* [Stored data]
####

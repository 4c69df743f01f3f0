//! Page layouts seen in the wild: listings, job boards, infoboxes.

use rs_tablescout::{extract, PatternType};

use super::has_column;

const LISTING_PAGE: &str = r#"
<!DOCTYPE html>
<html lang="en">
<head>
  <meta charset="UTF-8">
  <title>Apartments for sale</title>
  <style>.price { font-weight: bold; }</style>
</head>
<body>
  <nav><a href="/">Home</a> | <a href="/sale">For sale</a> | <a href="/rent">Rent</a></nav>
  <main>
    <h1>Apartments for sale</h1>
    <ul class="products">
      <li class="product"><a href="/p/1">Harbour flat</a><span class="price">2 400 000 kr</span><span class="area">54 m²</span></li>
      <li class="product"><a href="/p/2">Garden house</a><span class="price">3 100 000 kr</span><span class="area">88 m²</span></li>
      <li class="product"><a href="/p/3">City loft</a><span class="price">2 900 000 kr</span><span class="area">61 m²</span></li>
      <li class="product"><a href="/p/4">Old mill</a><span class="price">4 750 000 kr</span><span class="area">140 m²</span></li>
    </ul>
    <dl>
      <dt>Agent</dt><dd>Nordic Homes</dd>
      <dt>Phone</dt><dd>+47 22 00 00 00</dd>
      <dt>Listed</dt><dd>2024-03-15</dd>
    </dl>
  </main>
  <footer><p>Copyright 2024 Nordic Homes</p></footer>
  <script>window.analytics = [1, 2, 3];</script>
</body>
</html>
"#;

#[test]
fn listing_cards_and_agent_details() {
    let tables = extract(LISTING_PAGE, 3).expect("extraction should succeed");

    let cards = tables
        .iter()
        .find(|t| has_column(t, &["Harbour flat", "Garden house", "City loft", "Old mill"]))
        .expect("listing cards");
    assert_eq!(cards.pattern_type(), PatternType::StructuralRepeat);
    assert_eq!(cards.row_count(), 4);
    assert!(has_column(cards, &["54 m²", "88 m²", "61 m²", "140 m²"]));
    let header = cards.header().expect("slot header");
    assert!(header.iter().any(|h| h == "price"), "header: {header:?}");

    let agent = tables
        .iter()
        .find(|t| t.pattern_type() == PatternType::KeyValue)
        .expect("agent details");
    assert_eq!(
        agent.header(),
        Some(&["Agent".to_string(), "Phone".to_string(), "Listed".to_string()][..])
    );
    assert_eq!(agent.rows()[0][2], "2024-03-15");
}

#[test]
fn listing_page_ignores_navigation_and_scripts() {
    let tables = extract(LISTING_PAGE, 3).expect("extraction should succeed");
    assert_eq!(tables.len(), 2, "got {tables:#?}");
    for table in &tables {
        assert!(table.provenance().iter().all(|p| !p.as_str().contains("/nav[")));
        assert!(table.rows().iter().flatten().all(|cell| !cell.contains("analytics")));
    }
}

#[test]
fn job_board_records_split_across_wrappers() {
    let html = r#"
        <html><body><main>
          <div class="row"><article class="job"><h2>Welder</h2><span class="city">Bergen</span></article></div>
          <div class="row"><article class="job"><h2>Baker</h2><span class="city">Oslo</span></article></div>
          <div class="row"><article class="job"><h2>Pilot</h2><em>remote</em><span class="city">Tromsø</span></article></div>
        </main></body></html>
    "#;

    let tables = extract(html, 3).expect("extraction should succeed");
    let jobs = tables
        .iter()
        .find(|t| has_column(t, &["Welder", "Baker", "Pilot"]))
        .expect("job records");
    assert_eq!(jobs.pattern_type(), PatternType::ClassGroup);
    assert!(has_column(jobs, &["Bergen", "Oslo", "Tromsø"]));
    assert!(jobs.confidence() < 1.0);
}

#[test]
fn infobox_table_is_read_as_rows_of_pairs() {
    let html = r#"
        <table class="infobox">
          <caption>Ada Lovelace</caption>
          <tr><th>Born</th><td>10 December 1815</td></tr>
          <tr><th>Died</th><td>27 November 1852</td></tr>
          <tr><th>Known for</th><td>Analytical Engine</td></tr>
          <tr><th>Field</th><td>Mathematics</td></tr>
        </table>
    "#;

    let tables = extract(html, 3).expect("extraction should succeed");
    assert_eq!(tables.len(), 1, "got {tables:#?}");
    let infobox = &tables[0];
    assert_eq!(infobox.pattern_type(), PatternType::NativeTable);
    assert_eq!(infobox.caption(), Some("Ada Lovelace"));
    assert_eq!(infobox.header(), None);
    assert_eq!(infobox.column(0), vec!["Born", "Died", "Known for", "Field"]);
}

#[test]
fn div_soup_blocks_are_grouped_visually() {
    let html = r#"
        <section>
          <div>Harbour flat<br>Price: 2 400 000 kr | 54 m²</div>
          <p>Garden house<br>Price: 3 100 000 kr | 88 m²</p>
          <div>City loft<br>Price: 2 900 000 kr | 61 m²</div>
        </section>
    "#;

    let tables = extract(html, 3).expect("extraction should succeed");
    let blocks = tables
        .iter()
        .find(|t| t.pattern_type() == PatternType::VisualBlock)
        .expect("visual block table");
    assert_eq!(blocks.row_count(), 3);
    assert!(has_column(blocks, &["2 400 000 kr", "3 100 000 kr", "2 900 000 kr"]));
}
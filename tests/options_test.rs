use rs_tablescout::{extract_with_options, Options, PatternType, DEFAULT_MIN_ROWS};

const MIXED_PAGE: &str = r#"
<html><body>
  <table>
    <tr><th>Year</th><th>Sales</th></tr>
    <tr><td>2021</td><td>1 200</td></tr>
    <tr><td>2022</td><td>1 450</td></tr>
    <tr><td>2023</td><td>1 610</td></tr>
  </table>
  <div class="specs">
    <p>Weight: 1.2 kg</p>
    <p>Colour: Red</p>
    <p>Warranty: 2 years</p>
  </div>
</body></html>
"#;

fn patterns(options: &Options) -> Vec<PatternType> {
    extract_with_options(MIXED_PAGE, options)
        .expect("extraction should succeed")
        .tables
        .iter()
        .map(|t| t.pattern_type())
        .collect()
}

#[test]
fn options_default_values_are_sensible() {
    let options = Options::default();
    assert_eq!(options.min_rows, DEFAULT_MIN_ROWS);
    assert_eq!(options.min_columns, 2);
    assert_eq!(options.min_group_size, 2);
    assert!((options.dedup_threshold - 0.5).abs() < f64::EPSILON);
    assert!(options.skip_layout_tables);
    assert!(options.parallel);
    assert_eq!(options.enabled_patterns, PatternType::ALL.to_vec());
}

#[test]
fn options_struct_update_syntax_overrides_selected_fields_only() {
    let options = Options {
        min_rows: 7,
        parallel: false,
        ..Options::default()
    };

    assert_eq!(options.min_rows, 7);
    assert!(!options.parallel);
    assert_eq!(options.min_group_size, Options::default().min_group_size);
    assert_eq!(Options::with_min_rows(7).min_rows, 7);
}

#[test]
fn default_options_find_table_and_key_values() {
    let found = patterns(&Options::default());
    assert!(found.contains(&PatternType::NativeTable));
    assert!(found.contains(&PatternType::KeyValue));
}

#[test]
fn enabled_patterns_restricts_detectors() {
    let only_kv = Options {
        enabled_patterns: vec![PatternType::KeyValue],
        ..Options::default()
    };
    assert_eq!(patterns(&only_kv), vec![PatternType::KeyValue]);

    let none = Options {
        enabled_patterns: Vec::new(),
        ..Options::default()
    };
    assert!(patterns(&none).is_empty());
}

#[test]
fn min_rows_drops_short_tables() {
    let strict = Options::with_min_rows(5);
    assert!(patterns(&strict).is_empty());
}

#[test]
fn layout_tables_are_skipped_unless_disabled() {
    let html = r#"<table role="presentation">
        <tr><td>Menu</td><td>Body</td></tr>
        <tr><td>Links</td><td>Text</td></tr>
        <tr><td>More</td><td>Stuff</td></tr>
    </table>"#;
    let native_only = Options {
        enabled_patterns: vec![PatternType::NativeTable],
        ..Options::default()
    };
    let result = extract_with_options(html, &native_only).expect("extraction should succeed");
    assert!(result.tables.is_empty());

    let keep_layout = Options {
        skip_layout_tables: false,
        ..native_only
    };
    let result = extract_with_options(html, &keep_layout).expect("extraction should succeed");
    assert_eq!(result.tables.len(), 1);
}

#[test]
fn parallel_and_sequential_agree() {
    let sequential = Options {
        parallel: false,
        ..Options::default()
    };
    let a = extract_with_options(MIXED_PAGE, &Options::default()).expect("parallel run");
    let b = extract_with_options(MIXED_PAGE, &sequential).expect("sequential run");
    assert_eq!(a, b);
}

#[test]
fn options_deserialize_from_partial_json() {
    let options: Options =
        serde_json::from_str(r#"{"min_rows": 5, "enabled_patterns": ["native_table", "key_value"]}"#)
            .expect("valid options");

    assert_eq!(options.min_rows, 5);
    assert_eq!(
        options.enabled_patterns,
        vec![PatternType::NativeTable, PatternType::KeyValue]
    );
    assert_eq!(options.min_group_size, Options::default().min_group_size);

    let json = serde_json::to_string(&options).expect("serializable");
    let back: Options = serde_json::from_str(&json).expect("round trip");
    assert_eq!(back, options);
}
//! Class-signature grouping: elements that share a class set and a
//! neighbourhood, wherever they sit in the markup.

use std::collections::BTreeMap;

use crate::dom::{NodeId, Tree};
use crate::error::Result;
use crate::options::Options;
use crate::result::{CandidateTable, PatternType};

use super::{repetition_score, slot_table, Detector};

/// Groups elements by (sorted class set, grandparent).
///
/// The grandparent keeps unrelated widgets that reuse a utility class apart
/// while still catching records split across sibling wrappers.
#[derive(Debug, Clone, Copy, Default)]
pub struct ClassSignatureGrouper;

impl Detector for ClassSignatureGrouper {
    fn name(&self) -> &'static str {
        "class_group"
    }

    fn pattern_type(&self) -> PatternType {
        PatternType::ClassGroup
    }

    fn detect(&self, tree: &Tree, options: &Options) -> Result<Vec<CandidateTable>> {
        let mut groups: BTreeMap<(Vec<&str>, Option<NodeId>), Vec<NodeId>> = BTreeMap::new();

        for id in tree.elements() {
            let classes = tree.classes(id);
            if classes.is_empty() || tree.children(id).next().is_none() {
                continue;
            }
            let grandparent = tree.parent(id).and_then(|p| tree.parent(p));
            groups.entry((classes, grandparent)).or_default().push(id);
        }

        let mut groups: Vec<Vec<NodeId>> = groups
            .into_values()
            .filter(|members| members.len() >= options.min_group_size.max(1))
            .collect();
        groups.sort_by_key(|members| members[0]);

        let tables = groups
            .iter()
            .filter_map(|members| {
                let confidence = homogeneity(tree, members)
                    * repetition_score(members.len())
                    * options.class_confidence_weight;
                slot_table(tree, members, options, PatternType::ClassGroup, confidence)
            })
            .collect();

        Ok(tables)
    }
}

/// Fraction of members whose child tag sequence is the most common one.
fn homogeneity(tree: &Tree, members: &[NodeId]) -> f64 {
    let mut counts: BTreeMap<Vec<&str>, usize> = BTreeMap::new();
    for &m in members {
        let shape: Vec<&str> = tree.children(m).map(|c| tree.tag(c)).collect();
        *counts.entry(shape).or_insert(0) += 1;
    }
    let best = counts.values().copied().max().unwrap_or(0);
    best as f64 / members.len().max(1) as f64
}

####

* [What you have to do] Copy the records above exactly, from the first line through the line containing "<title>Apartments for sale</title>", and include nothing else.

* [Your response]
repository 4c69df743f01f3f0
//! Page layouts seen in the wild: listings, job boards, infoboxes.

use rs_tablescout::{extract, PatternType};

use super::has_column;

const LISTING_PAGE: &str = r#"
<!DOCTYPE html>
<html lang="en">
<head>
  <meta charset="UTF-8">
  <title>Apartments for sale</title>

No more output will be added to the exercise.